If the underlying data are true numerical observations (measurement or ratio scale), there are usually few ties and the adjustment for ties makes little difference. However, in ordinal data the number of distinct values is usually limited, and ties are common. Thus, for ordinal data, the adjustment for ties may be quite important.

If all ni are ≥5, the sampling distribution of Kruskal-Wallis's (adjusted) H statistic is approximately χ2 on k − 1 degrees of freedom.

A significant result in a Kruskal-Wallis test indicates that not all the treatment groups come from the same population, but it will not indicate which groups are significantly different from others. If H is significant, post hoc testing can be used to determine which groups are significantly different from others in a series of tests between pairs of groups, analogous to similar approaches in ANOVA. Such multiple pairwise tests increase the likelihood of spuriously finding a significant result (for a detailed exposition, see Field et al., 2012, pp. 428–431). Thus, depending on the software package used, these tests may or may not include corrections for multiple comparisons such as the Bonferroni correction or the sequential Bonferroni correction (often favored because the Bonferroni correction is deemed too severe; Holm, 1979).

## An Example from Plant Pathology

Consider a fictitious example from plant pathology, a field in which ordinal scales are often used for assessing the severity of disease.
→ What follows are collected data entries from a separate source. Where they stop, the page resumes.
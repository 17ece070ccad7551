use ndarray::{concatenate, s, Array1, Array2, ArrayView2, Axis};
use std::fmt;
use std::path::{Path, PathBuf};
use std::sync::Arc;
use std::time::Instant;

use crate::channels::channel_infos;
use crate::discovery::{discover_files, group_montages, single_montage};
use crate::header::scan_header;
use crate::segment::{self, BlockReader, CachedBlockReader, DiskBlockReader, MetadataColumns};
use crate::types::*;

// Largest sample-rate difference still treated as the same rate (Hz)
const SAMPLE_RATE_TOLERANCE: f64 = 0.01;

/// An opened BOXY recording.
///
/// Opening scans every file header once; sample data stays on disk and is
/// re-read by [`RawBoxy::read_segment`].
pub struct RawBoxy {
    path: PathBuf,
    data_type: DataType,
    montages: Vec<Montage>,
    descriptors: Vec<Vec<RecordingDescriptor>>,
    channels: Vec<ChannelInfo>,
    sample_rate: f64,
    n_samples: usize,
    diagnostics: Vec<Diagnostic>,
    reader: Box<dyn BlockReader>,
}

impl fmt::Debug for RawBoxy {
    fn fmt(&self, f: &mut fmt::Formatter) -> fmt::Result {
        f.debug_struct("RawBoxy")
            .field("path", &self.path)
            .field("data_type", &self.data_type)
            .field("montages", &self.montages.len())
            .field("channels", &self.channels.len())
            .field("sample_rate", &self.sample_rate)
            .field("n_samples", &self.n_samples)
            .field("diagnostics", &self.diagnostics)
            .finish_non_exhaustive()
    }
}

impl RawBoxy {
    /// Opens the recording at `path` (a folder, or the `.txt` file itself).
    ///
    /// # Errors
    ///
    /// [`BoxyError::Configuration`] if the expected files are not found,
    /// [`BoxyError::Format`] if a header is malformed or blocks of one montage
    /// disagree on detector or source counts, and
    /// [`BoxyError::Inconsistent`] for any diagnostic when `options.strict` is set.
    pub fn open<P: AsRef<Path>>(path: P, options: LoadOptions) -> Result<Self> {
        let tic = Instant::now();
        let path = path.as_ref();
        log::info!("Loading {}", path.display());

        let files = discover_files(path, options.multi_file)?;
        let montages = if options.multi_file {
            group_montages(&files)
        } else {
            single_montage(&files[0])
        };

        let mut descriptors = Vec::with_capacity(montages.len());
        for montage in &montages {
            let mut blocks = Vec::with_capacity(montage.blocks.len());
            for block in &montage.blocks {
                blocks.push(scan_header(&block.path)?);
            }
            check_montage_counts(montage, &blocks)?;
            descriptors.push(blocks);
        }

        let montage_samples: Vec<usize> = descriptors
            .iter()
            .map(|blocks| blocks.iter().map(RecordingDescriptor::samples).sum())
            .collect();
        let n_samples = montage_samples.iter().copied().min().unwrap_or(0);

        let diagnostics = collect_diagnostics(&descriptors, &montage_samples, n_samples);
        for diagnostic in &diagnostics {
            log::warn!("{}", diagnostic);
        }
        if options.strict {
            if let Some(diagnostic) = diagnostics.first() {
                return Err(BoxyError::Inconsistent(diagnostic.clone()));
            }
        }

        let detector_counts: Vec<usize> = descriptors.iter().map(|b| b[0].detector_count).collect();
        let source_counts: Vec<usize> = descriptors.iter().map(|b| b[0].source_count).collect();
        let montage_names: Vec<char> = montages.iter().map(|m| m.name).collect();
        let channels = channel_infos(
            &detector_counts,
            &source_counts,
            &montage_names,
            options.data_type.channel_kind(),
        );

        let sample_rate = descriptors[0][0].sample_rate;

        let reader: Box<dyn BlockReader> = if options.cache_blocks {
            Box::new(CachedBlockReader::new(DiskBlockReader))
        } else {
            Box::new(DiskBlockReader)
        };

        log::info!(
            "Opened {} file(s), {} montage(s), {} {} channels, {} samples at {:.2} Hz in {:.3} s",
            files.len(),
            montages.len(),
            channels.len(),
            options.data_type,
            n_samples,
            sample_rate,
            tic.elapsed().as_secs_f64()
        );

        Ok(RawBoxy {
            path: path.to_path_buf(),
            data_type: options.data_type,
            montages,
            descriptors,
            channels,
            sample_rate,
            n_samples,
            diagnostics,
            reader,
        })
    }

    /// Reads samples `start..=stop` of every channel.
    ///
    /// Returns an array of shape `[n_channels, stop - start + 1]`. Only the
    /// blocks overlapping the range are read, each at most once.
    pub fn read_segment(&self, start: usize, stop: usize) -> Result<Array2<f64>> {
        if start > stop || stop >= self.n_samples {
            return Err(BoxyError::InvalidRange {
                start,
                stop,
                n_samples: self.n_samples,
            });
        }
        let end = stop + 1;

        let mut montage_data = Vec::with_capacity(self.montages.len());
        for blocks in &self.descriptors {
            // Blocks overlapping the range, with the overlap in block-local samples
            let mut pieces: Vec<(Arc<Array2<f64>>, usize, usize)> = Vec::new();
            let mut offset = 0;
            for descriptor in blocks {
                let width = descriptor.samples();
                let lo = start.max(offset);
                let hi = end.min(offset + width);
                if lo < hi {
                    let block = self.reader.read_block(descriptor, &[self.data_type])?;
                    pieces.push((block, lo - offset, hi - offset));
                }
                offset += width;
                if offset >= end {
                    break;
                }
            }
            let views: Vec<ArrayView2<f64>> = pieces
                .iter()
                .map(|(block, lo, hi)| block.slice(s![.., *lo..*hi]))
                .collect();
            montage_data.push(concatenate(Axis(1), &views)?);
        }

        let views: Vec<ArrayView2<f64>> = montage_data.iter().map(|m| m.view()).collect();
        let data = concatenate(Axis(0), &views)?;
        log::debug!("Read segment {}..={} with shape {:?}", start, stop, data.dim());
        Ok(data)
    }

    /// Reads the whole recording.
    pub fn load_data(&self) -> Result<Array2<f64>> {
        if self.n_samples == 0 {
            return Ok(Array2::zeros((self.channels.len(), 0)));
        }
        self.read_segment(0, self.n_samples - 1)
    }

    /// Reads the metadata columns (`time`, `record`, `bias-A`, ...) of one block.
    pub fn read_metadata(&self, montage: usize, block: usize) -> Result<MetadataColumns> {
        let descriptor = self
            .descriptors
            .get(montage)
            .and_then(|blocks| blocks.get(block))
            .ok_or_else(|| {
                BoxyError::Configuration(format!(
                    "No block {} in montage {} of {}",
                    block,
                    montage,
                    self.path.display()
                ))
            })?;
        segment::read_metadata(descriptor)
    }

    pub fn path(&self) -> &Path {
        &self.path
    }

    pub fn data_type(&self) -> DataType {
        self.data_type
    }

    pub fn montages(&self) -> &[Montage] {
        &self.montages
    }

    /// Header descriptors, indexed by montage then block.
    pub fn descriptors(&self) -> &[Vec<RecordingDescriptor>] {
        &self.descriptors
    }

    pub fn channels(&self) -> &[ChannelInfo] {
        &self.channels
    }

    pub fn channel_names(&self) -> Vec<&str> {
        self.channels.iter().map(|c| c.label.as_str()).collect()
    }

    pub fn n_channels(&self) -> usize {
        self.channels.len()
    }

    pub fn sample_rate(&self) -> f64 {
        self.sample_rate
    }

    /// Modulation frequency of the first file, when the header declares one.
    pub fn modulation_frequency(&self) -> Option<f64> {
        self.descriptors[0][0].modulation_frequency
    }

    pub fn n_samples(&self) -> usize {
        self.n_samples
    }

    /// First sample index, always 0.
    pub fn first_samp(&self) -> usize {
        0
    }

    /// Last valid sample index, `None` for an empty recording.
    pub fn last_samp(&self) -> Option<usize> {
        self.n_samples.checked_sub(1)
    }

    /// Duration of the recording in seconds.
    pub fn duration(&self) -> f64 {
        self.n_samples as f64 / self.sample_rate
    }

    /// Sample times in seconds.
    pub fn times(&self) -> Array1<f64> {
        Array1::from_iter((0..self.n_samples).map(|i| i as f64 / self.sample_rate))
    }

    /// Soft inconsistencies found while opening.
    pub fn diagnostics(&self) -> &[Diagnostic] {
        &self.diagnostics
    }
}

/// Blocks of one montage must agree on detector and source counts.
fn check_montage_counts(montage: &Montage, blocks: &[RecordingDescriptor]) -> Result<()> {
    let first = &blocks[0];
    for block in &blocks[1..] {
        if block.detector_count != first.detector_count || block.source_count != first.source_count
        {
            return Err(BoxyError::format(
                &block.path,
                format!(
                    "montage {} mixes {} detectors x {} sources with {} x {}",
                    montage.name,
                    first.detector_count,
                    first.source_count,
                    block.detector_count,
                    block.source_count
                ),
            ));
        }
    }
    Ok(())
}

fn collect_diagnostics(
    descriptors: &[Vec<RecordingDescriptor>],
    montage_samples: &[usize],
    n_samples: usize,
) -> Vec<Diagnostic> {
    let all: Vec<&RecordingDescriptor> = descriptors.iter().flatten().collect();
    let mut diagnostics = Vec::new();

    let start_lines: Vec<usize> = all.iter().map(|d| d.start_line).collect();
    if !all_equal(&start_lines) {
        diagnostics.push(Diagnostic::StartLinesDiffer(start_lines));
    }

    let end_lines: Vec<usize> = all.iter().map(|d| d.end_line).collect();
    if !all_equal(&end_lines) {
        diagnostics.push(Diagnostic::EndLinesDiffer(end_lines));
    }

    let lengths: Vec<usize> = all.iter().map(|d| d.data_rows()).collect();
    if !all_equal(&lengths) {
        diagnostics.push(Diagnostic::DataLengthsDiffer(lengths));
    }

    let rates: Vec<f64> = all.iter().map(|d| d.sample_rate).collect();
    if rates
        .iter()
        .any(|r| (r - rates[0]).abs() > SAMPLE_RATE_TOLERANCE)
    {
        diagnostics.push(Diagnostic::SampleRatesDiffer(rates));
    }

    if !all_equal(montage_samples) {
        diagnostics.push(Diagnostic::MontageLengthsDiffer {
            lengths: montage_samples.to_vec(),
            kept: n_samples,
        });
    }

    diagnostics
}

fn all_equal(values: &[usize]) -> bool {
    values.windows(2).all(|w| w[0] == w[1])
}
The example deals with the imaginary “tomato blight” disease. The tomato blight fungus infects plants via the leaves and spreads through the vascular tissue, weakening the plant and ultimately killing it. Fungicides administered as foliar sprays treat the disease, but the dose is critical – too low a dose has little protective effect, while too high a dose is toxic to the tomato plant. An experiment is designed in which 50 tomato plants are infected with tomato blight and then assigned at random to one of five dose levels of fungicide. The response of the plants is assessed on a five-point rating scale, so the data are ordinal and unsuited to a parametric test (Table 1).

Table 1.

Fictitious data showing plant health ratings for tomato seedlings two weeks after infection with the imaginary “tomato blight” disease and administration of one of five treatments by foliar spray: (A) distilled water, (B) 1 mg/mL fungicide, (C) 2 mg/mL fungicide, (D) 3 mg/mL fungicide, or (E) 4 mg/mL fungicide. Ratings: 0 = dead, 1 = severely unhealthy, 2 = moderately unhealthy, 3 = minor symptoms, and 4 = healthy.

Treatments
ABCDE
Treatments
ABCDE

These data can be analyzed using a Kruskal-Wallis test, an option in most commercial statistical analysis software packages as well as the freeware R (https://www.r-project.org). If commercial software is unavailable and R is unsuitable because of the need to learn coding, freeware with a graphical user interface can be used. For example, PAST (Hammer et al., 2001) is available as a free download for Windows and Macintosh from http://folk.uio.no/ohammer/past/, while VassarStats (http://vassarstats.net) offers an interactive online environment. In the following sections we analyze the data in this example using both PAST and VassarStats.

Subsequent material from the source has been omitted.